### Activity
Reproduce the full set of records verbatim.

[Items from a dataset]
#[cfg(test)]
mod tests {
    use super::*;
    use crate::memory::{MemoryModel, MemoryRepository};

    fn id(s: &str) -> Id {
        Id::new(s).unwrap()
    }

    fn base() -> MemoryModel {
        let mut model = MemoryModel::new(Address::model(id("r"), id("m")));
        model.create_object(&id("o"));
        model.create_field(&id("o"), &id("f"));
        model.set_value(&id("o"), &id("f"), Some(Value::from(1)));
        model
    }

    #[test]
    fn negative_answers_are_remembered() {
        let base = base();
        let cache = ReadCachingModel::new(&base);
        assert!(!cache.has_object(&id("missing")));
        assert!(!cache.has_object(&id("missing")));
        assert_eq!(cache.base_reads(), 1);
    }

    #[test]
    fn id_sets_answer_existence() {
        let base = base();
        let cache = ReadCachingModel::new(&base);
        assert_eq!(cache.object_ids(), vec![id("o")]);
        assert!(cache.has_object(&id("o")));
        assert!(!cache.has_object(&id("x")));
        assert_eq!(cache.base_reads(), 1);
    }

    #[test]
    fn prefetch_answers_everything_up_front() {
        let base = base();
        let cache = ReadCachingModel::with_config(&base, CacheConfig::default().with_prefetch(true));
        assert_eq!(cache.value(&id("o"), &id("f")), Some(Value::from(1)));
        assert_eq!(cache.field_ids(&id("o")), vec![id("f")]);
        assert!(!cache.has_field(&id("o"), &id("g")));
        assert_eq!(cache.base_reads(), 1);
    }

    #[test]
    fn writes_stay_in_the_cache() {
        let base = base();
        let mut cache = ReadCachingModel::new(&base);
        assert!(cache.remove_field(&id("o"), &id("f")));
        assert!(cache.create_object(&id("p")));
        assert!(!cache.has_field(&id("o"), &id("f")));
        assert!(cache.has_object(&id("p")));
        assert!(base.has_field(&id("o"), &id("f")));
        assert!(!base.has_object(&id("p")));
        assert_eq!(cache.object_ids(), vec![id("o"), id("p")]);
    }

    #[test]
    fn repository_cache_passes_writes_through() {
        let mut repo = MemoryRepository::new(id("r"));
        repo.create_model(&id("m"));
        let mut cache = ReadCachingRepository::new(&mut repo);
        assert!(cache.has_model(&id("m")));
        assert!(cache.has_model(&id("m")));
        assert_eq!(cache.base_reads(), 1);
        assert!(cache.create_model(&id("n")));
        assert_eq!(cache.model_ids(), vec![id("m"), id("n")]);
        assert!(cache.remove_model(&id("m")));
        assert!(!cache.has_model(&id("m")));
        assert!(!repo.has_model(&id("m")));
    }
}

### Written response
#[cfg(test)]
mod tests {
    use super::*;
    use crate::memory::{MemoryModel, MemoryRepository};

    fn id(s: &str) -> Id {
        Id::new(s).unwrap()
    }

    fn base() -> MemoryModel {
        let mut model = MemoryModel::new(Address::model(id("r"), id("m")));
        model.create_object(&id("o"));
        model.create_field(&id("o"), &id("f"));
        model.set_value(&id("o"), &id("f"), Some(Value::from(1)));
        model
    }

    #[test]
    fn negative_answers_are_remembered() {
        let base = base();
        let cache = ReadCachingModel::new(&base);
        assert!(!cache.has_object(&id("missing")));
        assert!(!cache.has_object(&id("missing")));
        assert_eq!(cache.base_reads(), 1);
    }

    #[test]
    fn id_sets_answer_existence() {
        let base = base();
        let cache = ReadCachingModel::new(&base);
        assert_eq!(cache.object_ids(), vec![id("o")]);
        assert!(cache.has_object(&id("o")));
        assert!(!cache.has_object(&id("x")));
        assert_eq!(cache.base_reads(), 1);
    }

    #[test]
    fn prefetch_answers_everything_up_front() {
        let base = base();
        let cache = ReadCachingModel::with_config(&base, CacheConfig::default().with_prefetch(true));
        assert_eq!(cache.value(&id("o"), &id("f")), Some(Value::from(1)));
        assert_eq!(cache.field_ids(&id("o")), vec![id("f")]);
        assert!(!cache.has_field(&id("o"), &id("g")));
        assert_eq!(cache.base_reads(), 1);
    }

    #[test]
    fn writes_stay_in_the_cache() {
        let base = base();
        let mut cache = ReadCachingModel::new(&base);
        assert!(cache.remove_field(&id("o"), &id("f")));
        assert!(cache.create_object(&id("p")));
        assert!(!cache.has_field(&id("o"), &id("f")));
        assert!(cache.has_object(&id("p")));
        assert!(base.has_field(&id("o"), &id("f")));
        assert!(!base.has_object(&id("p")));
        assert_eq!(cache.object_ids(), vec![id("o"), id("p")]);
    }

    #[test]
    fn repository_cache_passes_writes_through() {
        let mut repo = MemoryRepository::new(id("r"));
        repo.create_model(&id("m"));
        let mut cache = ReadCachingRepository::new(&mut repo);
        assert!(cache.has_model(&id("m")));
        assert!(cache.has_model(&id("m")));
        assert_eq!(cache.base_reads(), 1);
        assert!(cache.create_model(&id("n")));
        assert_eq!(cache.model_ids(), vec![id("m"), id("n")]);
        assert!(cache.remove_model(&id("m")));
        assert!(!cache.has_model(&id("m")));
        assert!(!repo.has_model(&id("m")));
    }
}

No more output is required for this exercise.